IO Statistics

  • IO Statistics

  • what would you like to know about IO statistics?

    ----------------------------------------------
    Try to learn something about everything and everything about something. - Thomas Henry Huxley

    :w00t:
    Posting Best Practices[/url]
    Numbers / Tally Tables[/url]

    SQL-4-Life
  • Yes, they are very handy, aren't they?

    "The credit belongs to the man who is actually in the arena, whose face is marred by dust and sweat and blood"
    - Theodore Roosevelt

    Author of:
    SQL Server Execution Plans
    SQL Server Query Performance Tuning

  • suhasini.m (3/27/2009)


    IO Statistics

    http://technet.microsoft.com/en-gb/library/cc966500.aspx

  • I have 2 queries

    SELECT * FROM Table1

    JOIN Table2

    ON Table1.Column1 = Table2.Column1

    SELECT * FROM Table1

    JOIN Table2

    ON Table1.Column1 = Table2.Column1

    AND Table1.Column2 = XXX

    Both these query returns same number of results say 7000. And Table1 is a partitioned table with Column2 is the partition key. When i compared the execution plan of these 2 queries, the relative cost of these 2 queries is 65:35 which shows 2nd query is around 40% better than 1st query in terms of performance. But my concern is with the IO statistics.

    The IO statistics of these two queries are as follows.

    1st Query

    ---------

    Table1 - Scan Count:0 Logical Reads:100000Physical Reads:200

    2nd Query

    ---------

    Table1 - Scan Count:7000 Logical Reads:80000Physical Reads:100

    There has been a decrease in the no of logical and physical reads. But the scan count has increased to the number of rows returned by the query. I have the following questions on this.

    1. Which is the better query in terms of IO?

    2. What does Scan Count exactly mean. And howz it related to IO.?

    3. As per the Scan count defenition its a table or index scan. If its a table or index scan howz it better in performance. (There are no scans happening on this table in the execution plan)?

    4. Is there a better way to compare the IO of queries?

    5. Is there a way to get the IO in terms of size (like MBs) other than the no of reads?

  • suhasini.m (3/27/2009)


    I have 2 queries

    SELECT * FROM Table1

    JOIN Table2

    ON Table1.Column1 = Table2.Column1

    SELECT * FROM Table1

    JOIN Table2

    ON Table1.Column1 = Table2.Column1

    AND Table1.Column2 = XXX

    Both these query returns same number of results say 7000. And Table1 is a partitioned table with Column2 is the partition key. When i compared the execution plan of these 2 queries, the relative cost of these 2 queries is 65:35 which shows 2nd query is around 40% better than 1st query in terms of performance. But my concern is with the IO statistics.

    The IO statistics of these two queries are as follows.

    1st Query

    ---------

    Table1 - Scan Count:0 Logical Reads:100000Physical Reads:200

    2nd Query

    ---------

    Table1 - Scan Count:7000 Logical Reads:80000Physical Reads:100

    There has been a decrease in the no of logical and physical reads.
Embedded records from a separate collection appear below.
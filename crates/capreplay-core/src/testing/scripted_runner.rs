//! A [`ProcessRunner`] that impersonates the capture, build and replay tools.
//!
//! Commands are recognized by the program's file name:
//! - `gn` / `ninja`: succeed unless scripted otherwise
//! - `capture_replay_tests`: prints a `*RESULT` line per test captured last
//! - anything else is the capture test suite: lists tests for
//!   `--list-tests`, otherwise writes trace files into `ANGLE_CAPTURE_OUT_DIR`
//!   for each test in `--gtest_filter`
//!
//! Clones share the recorded command log, so one script can be handed to every
//! worker and inspected afterwards.

use crate::batch::RESULT_TAG;
use crate::config::REPLAY_BINARY;
use async_trait::async_trait;
use capreplay_adapters::{CommandSpec, ProcessOutcome, ProcessRunner, RunStatus};
use capreplay_proto::{TRACE_FILE_SUFFIX, TestCase};
use std::collections::HashSet;
use std::path::Path;
use std::sync::{Arc, Mutex, PoisonError};
use std::time::Duration;

/// Writes a complete single-context capture of `test` into `dir`.
pub fn write_capture(dir: &Path, test: &TestCase, context_id: u32) {
    let stem = format!("{}{TRACE_FILE_SUFFIX}{context_id}", test.label());
    let files = [
        format!("{stem}.h"),
        format!("{stem}.cpp"),
        format!("{stem}_frame001.cpp"),
    ];
    for file in &files {
        let _ = std::fs::write(dir.join(file), "");
    }
    let listing = files[1..].join("\n") + "\n";
    let _ = std::fs::write(dir.join(format!("{stem}_files.txt")), listing);
}

/// Scripted stand-in for the real process group.
#[derive(Debug, Clone)]
pub struct ScriptedRunner {
    capture_status: RunStatus,
    gn_status: RunStatus,
    ninja_status: RunStatus,
    replay_status: RunStatus,
    capture_delay: Option<Duration>,
    panic_on_capture: bool,
    test_list: Vec<String>,
    without_traces: HashSet<String>,
    failing: HashSet<String>,
    silent: HashSet<String>,
    folder_removers: HashSet<String>,
    last_captured: Vec<String>,
    commands: Arc<Mutex<Vec<CommandSpec>>>,
    kills: Arc<Mutex<usize>>,
}

impl Default for ScriptedRunner {
    fn default() -> Self {
        Self {
            capture_status: RunStatus::Success,
            gn_status: RunStatus::Success,
            ninja_status: RunStatus::Success,
            replay_status: RunStatus::Success,
            capture_delay: None,
            panic_on_capture: false,
            test_list: Vec::new(),
            without_traces: HashSet::new(),
            failing: HashSet::new(),
            silent: HashSet::new(),
            folder_removers: HashSet::new(),
            last_captured: Vec::new(),
            commands: Arc::default(),
            kills: Arc::default(),
        }
    }
}

fn names<I, S>(tests: I) -> HashSet<String>
where
    I: IntoIterator<Item = S>,
    S: Into<String>,
{
    tests.into_iter().map(Into::into).collect()
}

impl ScriptedRunner {
    /// A script under which every tool succeeds and every test passes.
    pub fn new() -> Self {
        Self::default()
    }

    pub fn capture_status(mut self, status: RunStatus) -> Self {
        self.capture_status = status;
        self
    }

    pub fn gn_status(mut self, status: RunStatus) -> Self {
        self.gn_status = status;
        self
    }

    pub fn ninja_status(mut self, status: RunStatus) -> Self {
        self.ninja_status = status;
        self
    }

    pub fn replay_status(mut self, status: RunStatus) -> Self {
        self.replay_status = status;
        self
    }

    /// Makes each capture run take `delay`, timing out if that exceeds the limit.
    pub fn capture_delay(mut self, delay: Duration) -> Self {
        self.capture_delay = Some(delay);
        self
    }

    /// Makes the capture command panic, as an unexpected internal failure would.
    pub fn panic_on_capture(mut self) -> Self {
        self.panic_on_capture = true;
        self
    }

    /// Names printed for `--list-tests`.
    pub fn with_test_list<I, S>(mut self, tests: I) -> Self
    where
        I: IntoIterator<Item = S>,
        S: Into<String>,
    {
        self.test_list = tests.into_iter().map(Into::into).collect();
        self
    }

    /// Tests whose capture leaves no trace files.
    pub fn without_traces<I, S>(mut self, tests: I) -> Self
    where
        I: IntoIterator<Item = S>,
        S: Into<String>,
    {
        self.without_traces = names(tests);
        self
    }

    /// Tests whose replay reports a nonzero code.
    pub fn failing<I, S>(mut self, tests: I) -> Self
    where
        I: IntoIterator<Item = S>,
        S: Into<String>,
    {
        self.failing = names(tests);
        self
    }

    /// Tests the replay never reports on.
    pub fn silent<I, S>(mut self, tests: I) -> Self
    where
        I: IntoIterator<Item = S>,
        S: Into<String>,
    {
        self.silent = names(tests);
        self
    }

    /// Tests whose capture run deletes the whole trace folder on its way out.
    pub fn removes_trace_folder<I, S>(mut self, tests: I) -> Self
    where
        I: IntoIterator<Item = S>,
        S: Into<String>,
    {
        self.folder_removers = names(tests);
        self
    }

    /// Every command run so far, across all clones.
    pub fn commands(&self) -> Vec<CommandSpec> {
        self.commands
            .lock()
            .unwrap_or_else(PoisonError::into_inner)
            .clone()
    }

    /// Number of `kill_all` calls, across all clones.
    pub fn kill_count(&self) -> usize {
        *self.kills.lock().unwrap_or_else(PoisonError::into_inner)
    }

    async fn capture(&mut self, command: &CommandSpec, timeout: Option<Duration>) -> ProcessOutcome {
        if command.get_args().iter().any(|arg| arg == "--list-tests") {
            let output = format!("Tests list:\n{}\n", self.test_list.join("\n"));
            return ProcessOutcome::new(RunStatus::Success, output);
        }
        assert!(!self.panic_on_capture, "scripted capture panic");

        if let Some(delay) = self.capture_delay {
            match timeout {
                Some(limit) if delay > limit => {
                    tokio::time::sleep(limit).await;
                    return ProcessOutcome::new(RunStatus::TimedOut, "timed out");
                }
                _ => tokio::time::sleep(delay).await,
            }
        }
        if self.capture_status != RunStatus::Success {
            return ProcessOutcome::new(self.capture_status, "capture failed");
        }

        let filter = command
            .get_args()
            .iter()
            .find_map(|arg| arg.strip_prefix("--gtest_filter="))
            .unwrap_or_default();
        self.last_captured.clear();
        if let Some(out_dir) = command.get_env("ANGLE_CAPTURE_OUT_DIR") {
            let out_dir = Path::new(out_dir);
            let _ = std::fs::create_dir_all(out_dir);
            let names: Vec<&str> = filter.split(':').filter(|name| !name.is_empty()).collect();
            for name in &names {
                if self.without_traces.contains(*name) {
                    continue;
                }
                write_capture(out_dir, &TestCase::new(*name), 1);
                self.last_captured.push((*name).to_string());
            }
            if names.iter().any(|name| self.folder_removers.contains(*name)) {
                let _ = std::fs::remove_dir_all(out_dir);
            }
        }
        ProcessOutcome::new(RunStatus::Success, "")
    }

    fn replay(&self) -> ProcessOutcome {
        if self.replay_status != RunStatus::Success {
            return ProcessOutcome::new(self.replay_status, "replay failed");
        }
        let mut output = String::from("[ RUN      ] CaptureReplayTests\n");
        for name in &self.last_captured {
            if self.silent.contains(name) {
                continue;
            }
            let code = i32::from(self.failing.contains(name));
            let label = TestCase::new(name.as_str());
            output.push_str(&format!("{RESULT_TAG} {} {code}\n", label.label()));
        }
        ProcessOutcome::new(RunStatus::Success, output)
    }
}

#[async_trait]
impl ProcessRunner for ScriptedRunner {
    async fn run(&mut self, command: &CommandSpec, timeout: Option<Duration>) -> ProcessOutcome {
        self.commands
            .lock()
            .unwrap_or_else(PoisonError::into_inner)
            .push(command.clone());

        let program = command
            .program()
            .file_stem()
            .map(|stem| stem.to_string_lossy().into_owned())
            .unwrap_or_default();
        match program.as_str() {
            "gn" => ProcessOutcome::new(self.gn_status, "gn output"),
            "ninja" => ProcessOutcome::new(self.ninja_status, "ninja output"),
            REPLAY_BINARY => self.replay(),
            _ => self.capture(command, timeout).await,
        }
    }

    async fn kill_all(&mut self) {
        *self.kills.lock().unwrap_or_else(PoisonError::into_inner) += 1;
    }
}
But the scan count has increased to the number of rows returned by the query. I have the following questions on this.

    1. Which is the better query in terms of IO?
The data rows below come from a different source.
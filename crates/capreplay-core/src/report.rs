//! Run-wide report folded from every batch result.

use capreplay_proto::{BatchResult, ResultCode};
use chrono::{DateTime, Utc};
use serde::{Deserialize, Serialize};
use std::path::Path;
use tracing::info;

/// Per-category totals.
#[derive(Debug, Clone, Copy, Default, PartialEq, Eq, Serialize, Deserialize)]
pub struct ReportCounts {
    pub passed: usize,
    pub comparison_failed: usize,
    pub crashed: usize,
    pub compile_failed: usize,
    pub skipped: usize,
    pub timed_out: usize,
}

impl ReportCounts {
    pub fn total(&self) -> usize {
        self.passed
            + self.comparison_failed
            + self.crashed
            + self.compile_failed
            + self.skipped
            + self.timed_out
    }
}

/// Sorted name lists per category, with timing.
#[derive(Debug, Clone, PartialEq, Serialize, Deserialize)]
pub struct AggregateReport {
    pub started_at: DateTime<Utc>,
    pub finished_at: DateTime<Utc>,
    pub counts: ReportCounts,
    pub passes: Vec<String>,
    pub fails: Vec<String>,
    pub crashes: Vec<String>,
    pub compile_fails: Vec<String>,
    pub skips: Vec<String>,
    pub timeouts: Vec<String>,
}

impl AggregateReport {
    /// Folds `results` (in any order) into one report.
    pub fn fold(results: &[BatchResult], started_at: DateTime<Utc>) -> Self {
        let collect = |code: ResultCode| {
            let mut names: Vec<String> = results
                .iter()
                .flat_map(|r| r.bucket(code).iter().cloned())
                .collect();
            names.sort();
            names
        };

        let passes = collect(ResultCode::Passed);
        let fails = collect(ResultCode::ComparisonFailed);
        let crashes = collect(ResultCode::Crashed);
        let compile_fails = collect(ResultCode::CompileFailed);
        let skips = collect(ResultCode::Skipped);
        let timeouts = collect(ResultCode::TimedOut);

        Self {
            started_at,
            finished_at: Utc::now(),
            counts: ReportCounts {
                passed: passes.len(),
                comparison_failed: fails.len(),
                crashed: crashes.len(),
                compile_failed: compile_fails.len(),
                skipped: skips.len(),
                timed_out: timeouts.len(),
            },
            passes,
            fails,
            crashes,
            compile_fails,
            skips,
            timeouts,
        }
    }

    /// True when nothing failed, crashed, failed to compile, or timed out.
    ///
    /// Skipped tests do not count against the run.
    pub fn is_success(&self) -> bool {
        ResultCode::ALL
            .into_iter()
            .filter(|code| code.is_failure())
            .all(|code| self.names(code).is_empty())
    }

    /// Sorted names of the tests that ended in `code`.
    pub fn names(&self, code: ResultCode) -> &[String] {
        match code {
            ResultCode::Passed => &self.passes,
            ResultCode::ComparisonFailed => &self.fails,
            ResultCode::Crashed => &self.crashes,
            ResultCode::CompileFailed => &self.compile_fails,
            ResultCode::Skipped => &self.skips,
            ResultCode::TimedOut => &self.timeouts,
        }
    }

    pub fn exit_code(&self) -> i32 {
        i32::from(!self.is_success())
    }

    pub fn elapsed_secs(&self) -> f64 {
        (self.finished_at - self.started_at).num_milliseconds() as f64 / 1000.0
    }

    /// The human-readable summary, one log line per entry.
    pub fn summary_lines(&self) -> Vec<String> {
        let c = &self.counts;
        let mut lines = vec![
            format!("Elapsed time: {:.2} seconds", self.elapsed_secs()),
            format!(
                "Passed: {}, Comparison Failed: {}, Crashed: {}, CompileFailed {}, Skipped: {}, Timeout: {}",
                c.passed, c.comparison_failed, c.crashed, c.compile_failed, c.skipped, c.timed_out
            ),
        ];
        let sections = [
            ("Comparison Failed tests:", &self.fails),
            ("Crashed tests:", &self.crashes),
            ("Compile failed tests:", &self.compile_fails),
            ("Skipped tests:", &self.skips),
            ("Timeout tests:", &self.timeouts),
        ];
        for (title, names) in sections {
            if names.is_empty() {
                continue;
            }
            lines.push(title.to_string());
            lines.extend(names.iter().map(|name| format!("  {name}")));
        }
        lines
    }

    pub fn log_summary(&self) {
        info!("Results:");
        for line in self.summary_lines() {
            info!("{line}");
        }
    }

    pub fn write_json(&self, path: &Path) -> std::io::Result<()> {
        let json = serde_json::to_string_pretty(self).map_err(std::io::Error::other)?;
        std::fs::write(path, json)
    }
}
    2. What does Scan Count exactly mean. And howz it related to IO.?

    3. As per the Scan count defenition its a table or index scan. If its a table or index scan howz it better in performance. (There are no scans happening on this table in the execution plan)?

    4. Is there a better way to compare the IO of queries?
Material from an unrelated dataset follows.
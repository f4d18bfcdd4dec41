//! Testing utilities for deterministic pipeline and coordinator tests.

pub mod scripted_runner;

pub use scripted_runner::{ScriptedRunner, write_capture};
    5. Is there a way to get the IO in terms of size (like MBs) other than the no of reads?

    1. The first query, by a long shot. Although it has a higher number of physical reads. But if both these queries are accessing the same data then it was probably in cache when you ran the second query.

    2. Scans are the number of times that the engine had to scan an index or a table. It tells you how the data is being accessed and can help explain performance issues. Scans are not inherently bad, but high numbers of scans should give you pause.

    3. There must be scans going on. Do you have user defined functions in the query? These can mask all kinds of performance problems including scans. Post the execution plans if you can.

    4. Generally, that's the best way.

    5. Not specific to the execution of a particular query, no. You can get these measures through a server-side trace. Otherwise you're looking at performance counters that measure what's happening within the server, probably not helpful for performance tuning a particular query.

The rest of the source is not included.